STIEGLILTZ, ALFRED (1864–1946), U.S. photographer. Stieglitz, who was born in Hoboken, New Jersey, led the way to the emergence of photography as an art form. His contributions to photography were closely matched with his efforts on behalf of modernist painters in their struggle for recognition. In the dual role of craftsman and prophet, Stieglitz took pictures thought to be impossible and gave a rising generation of modernist painters a place to show their work. His photography was hung in nearly every major museum, the first photographer to be so honored. After Stieglitz's family moved to New York in 1871, he enrolled at the City College of New York at 17 to study engineering. In 1881 he went to Berlin, but soon terminated his engineering studies after he bought his first camera there. He became the first amateur photographer in Germany, and he soon defied tradition. Instead of pictures by daylight, Stieglitz took them at night. He was the first to use a camera in snow or rain, the first to photograph skyscrapers, clouds, and airplanes and was a pioneer in the use of color. He left Europe in 1890 and returned to the United States with a large camera, a tripod, and a small box with a ground glass and bellows and a shutter that cost 50 cents. He made some of his greatest images with this unpretentious equipment. His first major collection traced the development of New York. Two of his most popular pictures were taken in 1892: a horsecar lumbering up Fifth Avenue in a raging blizzard and a driver watering his steaming horses at an old rail terminal. "Winter – Fifth Avenue" and "The Terminal – Street Car Horses" became internationally known. Stieglitz then turned to nature studies of clouds, trees, grass, and woods and branched out to things made by man: houses, barns, autos, planes. He allowed no retouching and no eccentric angle shots. Also, he took no money for his photographs, and later found himself living in poverty. His best photographic work ended in the 1920s.

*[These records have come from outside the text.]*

impl TreeBuilder {
    const NODE_NAME_PREFIX: &'static str = "node";
    const GRAPH_NAME: &'static str = "ast";
    /// Label of the synthetic collection node wrapping ordered sequences.
    const LIST_LABEL: &'static str = ":";

    pub fn new() -> Self {
        Self { node_counter: 1 }
    }

    fn fresh_id(&mut self) -> String {
        let id = format!("{}{}", TreeBuilder::NODE_NAME_PREFIX, self.node_counter);
        self.node_counter += 1;
        id
    }

    /// A tree holding a single labeled node and no edges.
    fn leaf(&mut self, label: &str) -> Tree {
        let mut graph = Graph::new(TreeBuilder::GRAPH_NAME, true);
        let root_id = self.fresh_id();
        graph.add_node(Node::new(&root_id, Some(label), Some("record")));
        Tree { root_id, graph }
    }

    /// A tree with a fresh labeled root adopting every child tree as a whole
    /// subgraph, plus one labeled edge from the root to each child's root.
    /// The children and edge labels must pair up exactly.
    fn tree(&mut self, label: &str, children: Vec<Tree>, edge_labels: &[&str]) -> TreeResult {
        if children.len() != edge_labels.len() {
            return Err(GraphError {
                msg: format!(
                    "cannot pair {} children with {} edge labels under '{}'",
                    children.len(),
                    edge_labels.len(),
                    label
                ),
            });
        }
        let mut root = self.leaf(label);
        for (child, &edge_label) in children.into_iter().zip(edge_labels) {
            root.graph.merge(child.graph);
            root.graph.add_edge(Edge::new(
                &root.root_id,
                &child.root_id,
                true,
                Some(edge_label),
            ));
        }
        Ok(root)
    }

    /// Convert one AST node into its labeled tree. Every child field becomes
    /// an edge labeled with the field's name; sequence valued fields are
    /// wrapped in a collection node first.
    pub fn build(&mut self, exp: &Exp) -> TreeResult {
        match exp {
            Exp::Program { exps } => {
                let exps = self.exp_seq(exps)?;
                self.tree("program", vec![exps], &["exps"])
            }
            Exp::Define { var, val } => {
                let children = vec![self.var_decl(var)?, self.build(val)?];
                self.tree("define-exp", children, &["var", "val"])
            }
            Exp::If { test, then, alt } => {
                let children = vec![self.build(test)?, self.build(then)?, self.build(alt)?];
                self.tree("if-exp", children, &["test", "then", "alt"])
            }
            Exp::Proc { params, body } => {
                let children = vec![self.var_decl_seq(params)?, self.exp_seq(body)?];
                self.tree("proc-exp", children, &["params", "body"])
            }
            Exp::Let { bindings, body } => {
                let children = vec![self.binding_seq(bindings)?, self.exp_seq(body)?];
                self.tree("let-exp", children, &["bindings", "body"])
            }
            Exp::Lit { val } => {
                let children = vec![self.svalue(val)?];
                self.tree("lit-exp", children, &["val"])
            }
            Exp::App { rator, rands } => {
                let children = vec![self.build(rator)?, self.exp_seq(rands)?];
                self.tree("app-exp", children, &["rator", "rands"])
            }
            Exp::Num(_) => self.atomic("num-exp", "val", exp),
            Exp::Bool(_) => self.atomic("bool-exp", "val", exp),
            Exp::Str(_) => self.atomic("str-exp", "val", exp),
            Exp::PrimOp(_) => self.atomic("prim-op", "op", exp),
            Exp::VarRef(_) => self.atomic("var-ref", "var", exp),
        }
    }

    /// An atomic expression becomes a single child composite wrapping the
    /// expression's unparsed text. The comparison operators get a leading
    /// backslash because `<` and `>` delimit ports in DOT record labels.
    fn atomic(&mut self, tag: &str, field: &str, exp: &Exp) -> TreeResult {
        let text = match exp {
            Exp::PrimOp(op) if matches!(op, Prim::Lt | Prim::Gt) => format!("\\{}", op),
            _ => exp.to_string(),
        };
        let child = self.leaf(&text);
        self.tree(tag, vec![child], &[field])
    }

    fn var_decl(&mut self, decl: &VarDecl) -> TreeResult {
        let name = self.leaf(&decl.var);
        self.tree("var-decl", vec![name], &["var"])
    }

    fn binding(&mut self, binding: &Binding) -> TreeResult {
        let children = vec![self.var_decl(&binding.var)?, self.build(&binding.val)?];
        self.tree("binding", children, &["var", "val"])
    }

    /// Literal values are dispatched over their own union.
    fn svalue(&mut self, val: &SValue) -> TreeResult {
        match val {
            SValue::Empty => Ok(self.leaf("empty-sexp")),
            SValue::Compound { first, rest } => {
                let children = vec![self.svalue(first)?, self.svalue(rest)?];
                self.tree("compound-sexp", children, &["first", "rest"])
            }
            SValue::Symbol(name) => {
                let inner = self.leaf(name);
                self.tree("symbol-sexp", vec![inner], &["val"])
            }
            SValue::Num(_) | SValue::Bool(_) | SValue::Str(_) => Ok(self.leaf(&val.to_string())),
        }
    }

    /// An ordered sequence becomes one collection node whose edges carry the
    /// element positions.
    fn seq(&mut self, items: Vec<Tree>) -> TreeResult {
        let labels: Vec<String> = (0..items.len()).map(|i| i.to_string()).collect();
        let label_refs: Vec<&str> = labels.iter().map(String::as_str).collect();
        self.tree(TreeBuilder::LIST_LABEL, items, &label_refs)
    }

    fn exp_seq(&mut self, exps: &[Exp]) -> TreeResult {
        let items = exps
            .iter()
            .map(|exp| self.build(exp))
            .collect::<Result<Vec<_>, _>>()?;
        self.seq(items)
    }

    fn var_decl_seq(&mut self, decls: &[VarDecl]) -> TreeResult {
        let items = decls
            .iter()
            .map(|decl| self.var_decl(decl))
            .collect::<Result<Vec<_>, _>>()?;
        self.seq(items)
    }

    fn binding_seq(&mut self, bindings: &[Binding]) -> TreeResult {
        let items = bindings
            .iter()
            .map(|binding| self.binding(binding))
            .collect::<Result<Vec<_>, _>>()?;
        self.seq(items)
    }
}
//! sdot parses a small Scheme dialect and renders the abstract syntax tree
//! of the parsed source as a Graphviz/DOT diagram.

pub mod error;
pub mod frontend;

pub use frontend::visualize::{ast_to_dot, source_to_dot};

Stieglitz also ran an art gallery, known as 291, where he showed the works of Cezanne, Matisse, Picasso, Braque, Brancusi, John Marin, and Marsden Hartley. He also launched the careers of Charles Demuth, Arthur Dove, Max Weber, and Georgia O'Keeffe, whom he married in 1924. Under Stieglitz, O'Keeffe's paintings of flowers and simple landscapes, many done at his retreat in Lake George, n.y., found their way into American collections. A simple photograph of O'Keeffe's hands became a classic. Inside the gallery, Stieglitz took a number of portraits that rhymed the faces of his sitters with the shapes on the walls. His portrait of his daughter, Kitty, with a fuzzy hat on, rhymes with Picasso's "Head of a Woman" just behind her. The gallery was closed in 1917, but in 1929 Stieglitz opened An American Place, which also became an influential gallery. In 1934 Equivalents allowed celebrated poets, writers, artists, and leading photographers to contribute their interpretation of Stieglitz both as artist and personality. His brother was the chemist Julius Oscar *Stieglitz.

bibliography:

D. Norman, Alfred Stieglitz: Introduction to an American Seer (1960); H.J. Seligmann, Alfred Stieglitz Talking (1966); D. Norman (ed.), (1947).